Synopses & Reviews
- Her first new book in over 10 years. Bedford is back with what will surely (she says) be her last, and the moving culmination of a story that began in 1956 (when Legacy pubbed in the UK).
- Acclaim, acclaim, and acclaim. Sybille Bedford is, simply put, one of the finest writers of her generation. None other than notoriously hard-to-satisfy Bruce Chatwin asserted that when the history of modern prose in English comes to be written, Mrs. Bedford will have to appear in any list of its most dazzling practitioners.
- Comparisons. While not yet as big a name in the U.S. as her talent would suggest, Bedford ranks with the elder states(wo)men of contemporary literature. Think of her in the same breath as Shirley Hazzard, Penelope Fitzgerald, Joan Didion, Anita Brookner, and Cynthia Ozick.
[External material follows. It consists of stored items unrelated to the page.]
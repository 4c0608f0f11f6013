//! Input source handling
//!
//! The conventional "read lines from these sources" behavior: with no
//! arguments the filter reads standard input, otherwise each named file
//! is read in argument order, concatenated into one line stream.

use anyhow::{Context, Result};
use std::fs::File;
use std::io::{self, BufRead, BufReader, Read};
use std::path::PathBuf;

/// Ordered list of line sources for one run
#[derive(Debug)]
pub struct Sources {
    files: Vec<PathBuf>,
}

impl Sources {
    /// Build from CLI arguments; an empty list means stdin
    pub fn from_args(files: Vec<PathBuf>) -> Self {
        Self { files }
    }

    /// True when no files were named and stdin will be read
    pub fn is_stdin(&self) -> bool {
        self.files.is_empty()
    }

    /// Open the sources as one buffered reader, in argument order.
    ///
    /// Every file is opened up front, so a missing source fails the run
    /// before any report is inspected.
    pub fn into_reader(self) -> Result<Box<dyn BufRead>> {
        if self.files.is_empty() {
            return Ok(Box::new(BufReader::new(io::stdin())));
        }

        let mut chained: Box<dyn Read> = Box::new(io::empty());
        for path in &self.files {
            let file = File::open(path)
                .with_context(|| format!("failed to open input list {}", path.display()))?;
            chained = Box::new(chained.chain(file));
        }
        Ok(Box::new(BufReader::new(chained)))
    }
}

#[cfg(test)]
mod tests {
    use super::*;
    use std::fs;
    use tempfile::TempDir;

    #[test]
    fn test_empty_args_means_stdin() {
        let sources = Sources::from_args(Vec::new());
        assert!(sources.is_stdin());
    }

    #[test]
    fn test_named_files_are_not_stdin() {
        let sources = Sources::from_args(vec![PathBuf::from("list.txt")]);
        assert!(!sources.is_stdin());
    }

    #[test]
    fn test_files_concatenate_in_argument_order() {
        let dir = TempDir::new().unwrap();
        let first = dir.path().join("first.txt");
        let second = dir.path().join("second.txt");
        fs::write(&first, "a.xml\nb.xml\n").unwrap();
        fs::write(&second, "c.xml\n").unwrap();

        let mut reader = Sources::from_args(vec![first, second]).into_reader().unwrap();
        let mut lines = String::new();
        reader.read_to_string(&mut lines).unwrap();
        assert_eq!(lines, "a.xml\nb.xml\nc.xml\n");
    }

    #[test]
    fn test_missing_source_fails_up_front() {
        let dir = TempDir::new().unwrap();
        let err = Sources::from_args(vec![dir.path().join("nope.txt")])
            .into_reader()
            .err()
            .unwrap();
        assert!(err.to_string().contains("nope.txt"));
    }
}
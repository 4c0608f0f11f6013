//! JUnit report summary extraction
//!
//! Reads a single XML test report and pulls the aggregate `errors` and
//! `failures` counts off the document's root element. The tag name is not
//! checked: any well-formed document whose root carries those attributes
//! qualifies, which covers both `<testsuite>` and `<testsuites>` shapes.

use quick_xml::events::attributes::Attribute;
use quick_xml::events::{BytesStart, Event};
use quick_xml::Reader;
use std::fs::File;
use std::io::BufReader;
use std::path::{Path, PathBuf};
use thiserror::Error;

/// Errors raised while reading a single report document
#[derive(Error, Debug)]
pub enum ReportError {
    #[error("failed to read report {}", path.display())]
    Io {
        path: PathBuf,
        #[source]
        source: std::io::Error,
    },

    #[error("malformed XML in {}", path.display())]
    Xml {
        path: PathBuf,
        #[source]
        source: quick_xml::Error,
    },

    #[error("invalid {attr} count {value:?} in {}", path.display())]
    Count {
        path: PathBuf,
        attr: &'static str,
        value: String,
        #[source]
        source: std::num::ParseIntError,
    },

    #[error("no root element in {}", path.display())]
    NoRoot { path: PathBuf },
}

/// Aggregate counts from a report's root element
#[derive(Debug, Clone, Copy, Default, PartialEq, Eq)]
pub struct SuiteSummary {
    /// Value of the root `errors` attribute (None when absent or empty)
    pub errors: Option<u64>,
    /// Value of the root `failures` attribute (None when absent or empty)
    pub failures: Option<u64>,
}

impl SuiteSummary {
    /// Parse the report at `path` and extract the root element's counts.
    ///
    /// The whole document is streamed to end-of-file, so malformed XML
    /// anywhere in the report is an error even though only the root
    /// element's attributes matter for classification.
    pub fn from_file(path: &Path) -> Result<Self, ReportError> {
        let file = File::open(path).map_err(|source| ReportError::Io {
            path: path.to_path_buf(),
            source,
        })?;
        let mut reader = Reader::from_reader(BufReader::new(file));

        let mut buf = Vec::new();
        let mut summary = None;
        loop {
            match reader.read_event_into(&mut buf) {
                Ok(Event::Start(ref root)) | Ok(Event::Empty(ref root)) if summary.is_none() => {
                    summary = Some(Self::from_root(path, root)?);
                }
                Ok(Event::Eof) => break,
                Ok(_) => {}
                Err(source) => {
                    return Err(ReportError::Xml {
                        path: path.to_path_buf(),
                        source,
                    })
                }
            }
            buf.clear();
        }

        summary.ok_or_else(|| ReportError::NoRoot {
            path: path.to_path_buf(),
        })
    }

    /// A report fails when either count is present and greater than zero
    pub fn is_failing(&self) -> bool {
        self.errors.unwrap_or(0) > 0 || self.failures.unwrap_or(0) > 0
    }

    /// Read the two counts off the root element's attribute list
    fn from_root(path: &Path, root: &BytesStart<'_>) -> Result<Self, ReportError> {
        let mut summary = Self::default();
        for attr in root.attributes() {
            let attr = attr.map_err(|source| ReportError::Xml {
                path: path.to_path_buf(),
                source: source.into(),
            })?;
            match attr.key.as_ref() {
                b"errors" => summary.errors = parse_count(path, "errors", &attr)?,
                b"failures" => summary.failures = parse_count(path, "failures", &attr)?,
                _ => {}
            }
        }
        Ok(summary)
    }
}

/// Convert one attribute value to a count.
///
/// Empty or whitespace-only text counts as absent; any other non-integer
/// text is a conversion error.
fn parse_count(
    path: &Path,
    attr_name: &'static str,
    attr: &Attribute<'_>,
) -> Result<Option<u64>, ReportError> {
    let value = attr.unescape_value().map_err(|source| ReportError::Xml {
        path: path.to_path_buf(),
        source,
    })?;
    let text = value.trim();
    if text.is_empty() {
        return Ok(None);
    }
    let count = text.parse::<u64>().map_err(|source| ReportError::Count {
        path: path.to_path_buf(),
        attr: attr_name,
        value: text.to_string(),
        source,
    })?;
    Ok(Some(count))
}
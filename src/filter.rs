//! The line-by-line report filtering pass
//!
//! Reads report paths one per line, classifies each referenced document,
//! and re-emits the lines whose report carries at least one error or
//! failure. Strictly sequential: a line is fully handled before the next
//! is read, and output order matches input order.

use crate::report::SuiteSummary;
use anyhow::{Context, Result};
use std::io::{BufRead, Write};
use std::path::Path;

/// Counters for one filtering run
#[derive(Debug, Default, Clone, Copy, PartialEq, Eq)]
pub struct FilterSummary {
    /// Lines consumed from the input sources
    pub lines: u64,
    /// Lines re-emitted because their report was failing
    pub failing: u64,
}

/// Run the filtering pass from `input` to `output`.
///
/// Each line is stripped of trailing whitespace to obtain the report
/// path; the original line, terminator included, is what gets written
/// when the report is failing. The first I/O, XML, or count-conversion
/// error aborts the run; lines already written stay written.
pub fn filter_lines<R, W>(input: &mut R, output: &mut W) -> Result<FilterSummary>
where
    R: BufRead,
    W: Write,
{
    let mut summary = FilterSummary::default();
    let mut line = String::new();
    loop {
        line.clear();
        let read = input
            .read_line(&mut line)
            .context("failed to read input line")?;
        if read == 0 {
            break;
        }
        summary.lines += 1;

        let path = line.trim_end();
        if path.is_empty() {
            tracing::debug!("skipping blank input line {}", summary.lines);
            continue;
        }

        let report = SuiteSummary::from_file(Path::new(path))?;
        if report.is_failing() {
            tracing::debug!(
                "{}: errors={:?} failures={:?} -> failing",
                path,
                report.errors,
                report.failures
            );
            output
                .write_all(line.as_bytes())
                .context("failed to write output line")?;
            summary.failing += 1;
        } else {
            tracing::trace!("{}: passing", path);
        }
    }
    Ok(summary)
}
- Another chance to rediscover a long-lost great. The past few years the literary world has witnessed a number of spectacular career rebirths. Paula Fox, e.g., emerged after a long silence with the NBCC finalist Borrowed Finery and stacks of rave reviews. In some cases, this reassessment has even worked posthumously--as seen in the attention lavished on Rebecca West's Survivors in Mexico. Expect Bedford's Quicksands to be the next to get this royal treatment.
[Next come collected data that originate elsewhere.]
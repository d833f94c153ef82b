//! Blob info cache.
//!
//! Records which digests are equivalent (compressed vs. uncompressed content,
//! table-of-contents digests) and where blobs were seen, and ranks reuse
//! candidates on query.
//! - [`types`]: scopes, locations, compression and candidate types
//! - [`locations`]: in-process registry of known locations
//! - [`candidates`]: candidate ranking and filtering
//! - [`memory`]: process-lifetime backend
//! - [`sqlite`]: persistent, transactional backend

pub mod candidates;
pub mod locations;
pub mod memory;
pub mod sqlite;
pub mod types;

use serde::Serialize;
use thiserror::Error;

use crate::config::{BackendKind, CacheConfig};
use crate::digest::{Digest, DigestError};
use types::{BlobCompression, Candidate, CandidateOptions, LocationReference, LocationScope};

pub use memory::MemoryCache;
pub use sqlite::SqliteCache;

#[derive(Error, Debug)]
pub enum CacheError {
    #[error("SQLite error: {0}")]
    Sqlite(#[from] rusqlite::Error),

    #[error("I/O error: {0}")]
    Io(#[from] std::io::Error),

    #[error("Corrupt cache data in {table}: {reason}")]
    Corrupt { table: &'static str, reason: String },

    #[error("Unsupported cache schema version {found} (expected {expected})")]
    SchemaVersion { found: String, expected: u32 },

    #[error("Invalid digest: {0}")]
    Digest(#[from] DigestError),
}

impl CacheError {
    /// Whether the storage itself failed, as opposed to bad input.
    pub fn is_backend_failure(&self) -> bool {
        !matches!(self, CacheError::Digest(_))
    }
}

/// Entry counts, for monitoring.
#[derive(Debug, Clone, Default, PartialEq, Eq, Serialize)]
pub struct CacheStats {
    pub compression_relations: usize,
    pub toc_relations: usize,
    pub digest_compressions: usize,
    pub known_locations: usize,
}

/// The storage-agnostic cache contract.
///
/// Every `record_*` call is atomic: concurrent readers see a fact either
/// fully applied or not at all. Queries never mutate state. "Not found" is
/// `None` or an empty list, never an error.
pub trait BlobInfoCache: Send + Sync {
    /// The uncompressed equivalent of `digest`: through a compression
    /// relation, through a TOC relation, or `digest` itself when it is known
    /// to be uncompressed.
    fn uncompressed_digest(&self, digest: &Digest) -> Result<Option<Digest>, CacheError>;

    /// The uncompressed digest indexed by a table-of-contents digest.
    fn uncompressed_digest_for_toc(&self, toc: &Digest) -> Result<Option<Digest>, CacheError>;

    /// Record that `compressed` decompresses to `uncompressed`.
    ///
    /// `compressed == uncompressed` records that the blob is uncompressed.
    /// Re-recording a different target replaces the old one.
    fn record_digest_uncompressed_pair(
        &self,
        compressed: &Digest,
        uncompressed: &Digest,
    ) -> Result<(), CacheError>;

    /// Record that the blob with table of contents `toc` has `uncompressed`
    /// content. Re-recording a different target replaces the old one.
    fn record_toc_uncompressed_pair(&self, toc: &Digest, uncompressed: &Digest) -> Result<(), CacheError>;

    /// Record how the blob `digest` is compressed. `Unknown` never replaces
    /// a known value.
    fn record_digest_compression(
        &self,
        digest: &Digest,
        compression: BlobCompression,
    ) -> Result<(), CacheError>;

    /// Insert `location` for `digest` in `scope`, or refresh its last-used time.
    fn record_known_location(
        &self,
        scope: &LocationScope,
        digest: &Digest,
        location: &LocationReference,
    ) -> Result<(), CacheError>;

    /// Ranked, bounded reuse candidates for `primary` in `scope`.
    fn candidate_locations(
        &self,
        scope: &LocationScope,
        primary: &Digest,
        options: &CandidateOptions,
    ) -> Result<Vec<Candidate>, CacheError>;

    fn stats(&self) -> Result<CacheStats, CacheError>;

    /// Release the backend's storage. Dropping the cache also releases it;
    /// `close` additionally reports failures.
    fn close(self: Box<Self>) -> Result<(), CacheError>;
}

/// Open the backend selected by `config`.
pub fn open_cache(config: &CacheConfig) -> Result<Box<dyn BlobInfoCache>, CacheError> {
    match config.backend {
        BackendKind::Memory => Ok(Box::new(MemoryCache::with_max_candidates(
            config.max_candidates,
        ))),
        BackendKind::Sqlite => Ok(Box::new(SqliteCache::open_with_config(config)?)),
    }
}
- The Counterpoint reissues. This book, very likely to be Bedford's last (she's 92), will also form the culmination of the Counterpoint reissues of the Bedford backlist. Look forward to the same crisp, classic packaging for this latest outing.
Synopsis
Beginning in 1956 with the publication of A Legacy, Sybille Bedford has narrated - in fiction and non-fiction - what has been by turns her sensuous, harrowing, altogether remarkable life. In this magnificent memoir, she moves from Berlin during the Great War to the artists' set on the Cote d'Azur of the 1920s, through lovers, mentors, seducers and friends, and from genteel yet shabby poverty to relative comfort in London's Chelsea. Whether evoking the simple sumptuousness of a home-cooked meal or tracing the heart-rending outline of an intimate betrayal, she offers spellbinding reflections on how history imprints itself on private lives.